** WORK TO COMPLETE **
Down to the last line, restate the listing below exactly.
☆ ☆ ☆ ☆
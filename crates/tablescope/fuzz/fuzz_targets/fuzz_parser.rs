//! Fuzz target for the CSV reader.
//!
//! The parser must never panic on malformed input, whatever the delimiter
//! or quoting, and must only return tables whose columns share a length.

#![no_main]

use libfuzzer_sys::fuzz_target;
use tablescope::{Parser, ParserConfig};

fuzz_target!(|data: &[u8]| {
    // Only process reasonable-sized inputs to avoid OOM
    if data.len() > 100_000 {
        return;
    }

    // Auto-detected delimiter
    if let Ok((table, meta)) = Parser::new().parse_bytes(data, "fuzz.csv") {
        assert_eq!(meta.row_count, table.row_count());
        for column in table.columns() {
            assert_eq!(column.len(), table.row_count());
        }
    }

    // Fixed delimiter taken from the first byte
    if let Some(&delimiter) = data.first() {
        let parser = Parser::with_config(ParserConfig::default().with_delimiter(delimiter));
        let _ = parser.parse_bytes(&data[1..], "fuzz.csv");
    }
});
☆ ☆ ☆ ☆
** SOLUTION TO THE PROBLEM **
filename crates/tablescope/fuzz/fuzz_targets/fuzz_parser.rs
//! Fuzz target for the CSV reader.
//!
//! The parser must never panic on malformed input, whatever the delimiter
//! or quoting, and must only return tables whose columns share a length.

#![no_main]

use libfuzzer_sys::fuzz_target;
use tablescope::{Parser, ParserConfig};

fuzz_target!(|data: &[u8]| {
    // Only process reasonable-sized inputs to avoid OOM
    if data.len() > 100_000 {
        return;
    }

    // Auto-detected delimiter
    if let Ok((table, meta)) = Parser::new().parse_bytes(data, "fuzz.csv") {
        assert_eq!(meta.row_count, table.row_count());
        for column in table.columns() {
            assert_eq!(column.len(), table.row_count());
        }
    }

    // Fixed delimiter taken from the first byte
    if let Some(&delimiter) = data.first() {
        let parser = Parser::with_config(ParserConfig::default().with_delimiter(delimiter));
        let _ = parser.parse_bytes(&data[1..], "fuzz.csv");
    }
});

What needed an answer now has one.